Inhzus

Official

Juq Technical Documentation


Some exellent technical practice in the development of Juq.

Decorators for functions in a module

def decarate_module(module, decorator: types.FunctionType):
    for name in dir(module):
        method = getattr(module, name)
        if isinstance(method, types.FunctionType):
            setattr(module, name, decorator(method))
    return module

Usage: e.g. Serialize all return values for functions in a module

dataclass

Reason

e.g.

def Example(object):
    def __init__(self, a: int, b: str, c: str, d: str, e: str, f: str, g: str, ...):
        self.a = a
        self.b = b
        self.c = c
        ...

Common method of constructor is a waste of time and code space.

Then I found

from collections import namedtuple

Example = namedtuple('Example', 'a b c d e f g')

However, namedtuple is not friendly to type hints. The method is complex and not elegent.

Finally

from dataclasses import dataclass

# @dataclass(repr=False)
@dataclass
class Example:
    a: int
    b: str
    c: str
    d: str
    e: str
    f: str
    g: str

Dataclass is excellent and supplies some basic function.

Filter function’s useless params

When using a series of functions with the same return value and similar parameters, it’s convenient to use a map to direct to different function on different demand. Ignorarable keyword arguments are useful here.

e.g.

>>> def apple(a, b, **_):
...     return '{}{}'.format(a, b)
...
>>> def blue(a, **_):
...     return a
...
>>> input_dict = {'func': 'blue', 'a': 'q', 'b': 'e'}
>>> globals()[input_dict['func']](**input_dict)
q
>>> input_dict['func'] = 'apple'
>>> globals()[input_dict['func']](**input_dict)
qe

Command line parser

Python supplies a module - argparse - which makes it easy to write user-friendly command-line interfaces.

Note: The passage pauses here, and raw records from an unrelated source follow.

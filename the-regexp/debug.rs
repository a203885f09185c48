use std::fmt;

use crate::{
  Instr,
  Regexp,
};

/// Renders the pattern source followed by one numbered line per instruction.
/// Jump targets are absolute.
impl fmt::Display for Regexp {
  fn fmt(&self, f: &mut fmt::Formatter<'_>) -> fmt::Result {
    write!(f, "{}", self.source)?;
    for (pc, &instr) in self.program.instrs.iter().enumerate() {
      write!(f, "\n{pc:4}:\t")?;
      self.fmt_instr(f, pc, instr)?;
    }
    Ok(())
  }
}

impl Regexp {
  fn fmt_instr(&self, f: &mut fmt::Formatter<'_>, pc: usize, instr: Instr) -> fmt::Result {
    let target = |off: isize| pc.wrapping_add_signed(off);
    match instr {
      Instr::Any => write!(f, "any"),
      Instr::Class(i) | Instr::NClass(i) => {
        let name = if matches!(instr, Instr::NClass(_)) {
          "nclass"
        } else {
          "class"
        };
        write!(f, "{name}")?;
        for &(lo, hi) in &self.program.classes[i] {
          if lo < hi {
            write!(f, " {lo}-{hi}")?;
          } else {
            write!(f, " {lo}")?;
          }
        }
        Ok(())
      },
      Instr::Match(_) => write!(f, "match"),
      Instr::Jmp(off) => write!(f, "jmp {}", target(off)),
      Instr::Fork(off) => write!(f, "fork {} {}", pc + 1, target(off)),
      Instr::RFork(off) => write!(f, "rfork {} {}", target(off), pc + 1),
      Instr::Save(i) => write!(f, "save {i}"),
      Instr::Bol => write!(f, "bol"),
      Instr::Eol => write!(f, "eol"),
      Instr::Rune(ch) => write!(f, "{ch:?}"),
    }
  }
}
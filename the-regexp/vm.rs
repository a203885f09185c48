//! Thompson NFA simulation.
//!
//! Threads advance in lock step, one rune at a time. `add` follows epsilon
//! instructions eagerly and refuses to add the same pc twice at the same
//! position, which bounds the work per rune by the program length. Capture
//! buffers are recycled through a free list rather than reallocated for every
//! fork.

use smallvec::SmallVec;
use the_rope::RuneRead;

use crate::{
  Captures,
  Instr,
  Program,
};

type Mem = Vec<Option<usize>>;

struct Thread {
  pc:  usize,
  mem: Mem,
}

pub(crate) struct Vm<'p, R> {
  program:        &'p Program,
  input:          R,
  pub(crate) at:  usize,
  pub(crate) lim: Option<usize>,
  /// The rune before `at`.
  pub(crate) c:   Option<char>,
  /// The rune at `at`, and its width.
  n:              Option<(char, usize)>,
  /// The position at which each pc was last added.
  seen:           Vec<Option<usize>>,
  cur:            Vec<Thread>,
  next:           Vec<Thread>,
  free:           Vec<Mem>,
  best:           Option<(Mem, usize)>,
}

impl<'p, R: RuneRead> Vm<'p, R> {
  pub(crate) fn new(program: &'p Program, input: R) -> Self {
    let mut vm = Vm {
      program,
      input,
      at: 0,
      lim: None,
      c: None,
      n: None,
      seen: vec![None; program.instrs.len()],
      cur: Vec::new(),
      next: Vec::new(),
      free: Vec::new(),
      best: None,
    };
    vm.read();
    vm
  }

  pub(crate) fn run(mut self) -> Option<Captures> {
    loop {
      if self.best.is_none() {
        let mem = self.new_mem(None);
        self.add(0, mem);
      }
      // Checked after add() so that an empty pattern can match at the limit.
      if self.lim.is_some_and(|lim| self.at >= lim) {
        break;
      }
      self.read();
      std::mem::swap(&mut self.cur, &mut self.next);
      let mut cur = std::mem::take(&mut self.cur);
      for thread in cur.drain(..) {
        self.step(thread);
      }
      self.cur = cur;
      if self.c.is_none() || (self.best.is_some() && self.next.is_empty()) {
        break;
      }
    }
    let (mem, id) = self.best?;
    Some(Captures {
      slots: SmallVec::from_vec(mem),
      id,
    })
  }

  fn read(&mut self) {
    if let Some((_, w)) = self.n {
      self.at += w;
    }
    self.c = self.n.map(|(ch, _)| ch);
    self.n = self.input.read_rune();
  }

  fn new_mem(&mut self, init: Option<&[Option<usize>]>) -> Mem {
    let mut mem = self
      .free
      .pop()
      .unwrap_or_else(|| vec![None; 2 * self.program.ncap]);
    match init {
      Some(init) => mem.copy_from_slice(init),
      None => mem.fill(None),
    }
    mem
  }

  fn step(&mut self, thread: Thread) {
    if self.accepts(self.program.instrs[thread.pc]) {
      self.add(thread.pc + 1, thread.mem);
    } else {
      self.free.push(thread.mem);
    }
  }

  fn accepts(&self, instr: Instr) -> bool {
    let Some(c) = self.c else {
      return false;
    };
    match instr {
      Instr::Any => c != '\n',
      Instr::Rune(r) => c == r,
      Instr::Class(i) => in_class(c, &self.program.classes[i]),
      Instr::NClass(i) => !in_class(c, &self.program.classes[i]),
      _ => false,
    }
  }

  fn add(&mut self, pc: usize, mut mem: Mem) {
    if self.seen[pc] == Some(self.at) {
      self.free.push(mem);
      return;
    }
    self.seen[pc] = Some(self.at);
    match self.program.instrs[pc] {
      Instr::Jmp(off) => self.add(jump(pc, off), mem),
      Instr::Fork(off) => {
        let clone = self.new_mem(Some(mem.as_slice()));
        self.add(pc + 1, mem);
        self.add(jump(pc, off), clone);
      },
      Instr::RFork(off) => {
        let clone = self.new_mem(Some(mem.as_slice()));
        self.add(jump(pc, off), mem);
        self.add(pc + 1, clone);
      },
      Instr::Save(i) => {
        mem[i] = Some(self.at);
        self.add(pc + 1, mem);
      },
      Instr::Bol if self.c.is_some_and(|c| c != '\n') => self.free.push(mem),
      Instr::Eol if self.n.is_some_and(|(c, _)| c != '\n') => self.free.push(mem),
      Instr::Bol | Instr::Eol => self.add(pc + 1, mem),
      Instr::Match(id) => self.set_match(mem, id),
      Instr::Any | Instr::Rune(_) | Instr::Class(_) | Instr::NClass(_) => {
        self.next.push(Thread { pc, mem });
      },
    }
  }

  /// Keeps the leftmost-longest match. Among equal matches the earlier added
  /// thread, which took the higher priority branches, wins.
  fn set_match(&mut self, mem: Mem, id: usize) {
    match &self.best {
      Some((best, _)) if !(mem[0] <= best[0] && mem[1] > best[1]) => self.free.push(mem),
      _ => {
        if let Some((old, _)) = self.best.replace((mem, id)) {
          self.free.push(old);
        }
      },
    }
  }
}

fn jump(pc: usize, off: isize) -> usize {
  pc.wrapping_add_signed(off)
}

fn in_class(c: char, ranges: &[(char, char)]) -> bool {
  ranges.iter().any(|&(lo, hi)| lo <= c && c <= hi)
}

In juq, I need to parse multiple nested sub-commands. Set sub-parser in a seprerated function is the best pratice imo. The example is as following:

import argparse


def set_user_parser(user_parser: argparse.ArgumentParser):
    _parser = user_parser.add_subparsers(dest='user', help='identifier: login/id')
    _parser.required = True

    info = _parser.add_parser('info', help='get user detailed info')
    info.add_argument('id_', help='user id, self by default', nargs='?',
                      default='', type=str, metavar='id')


def set_doc_parser(doc_parser: argparse.ArgumentParser):
    pass
    

parser = argparse.ArgumentParser()
sub_parser = parser.add_subparsers(dest='sub')
sub_parser.required = True

set_user_parser(sub_parser.add_parser('user', help='user help'))
set_doc_parser(sub_parser.add_parser('doc'))

parser.parse_args()

As the example above, some info should be noticed.

Subparser

To add sub parsers, it is a process which is similar to create a list: create an empty list firstly and fill in the list then.

parser = argparse.ArgumentParser()
sub_parsers = parser.add_subparsers()
first_sub_parser = sub_parsers.add_parser('first')

It seems that creating an empty subparser list is useless, however, it’s easy to configure parser with these steps.

Which subparser is used

dest parameter is used for this case. As the code showed above, specify dest parameter and we can get which subparser is used.

>>> parser = argparse.ArgumentParser()
>>> sub_parser = parser.add_subparsers(dest='sub')
>>> sub_parser.add_parser('user')
>>> parser.parse_args(['user'])`
Namespace(sub='user')

Argument without value

To set an argument without value, you can use:

>>> parser.add_argument('--public', '-p', action='store_const', const=1, default=0)
>>> parser.parse_args(['-p'])
Namespace(public=1)
>>> parser.parse_args([])
Namespace(public=0)

action parameter can be specified as: store_const, store_true, store_false. With specifying const parameter and default parameter, action parameter can be used as you want.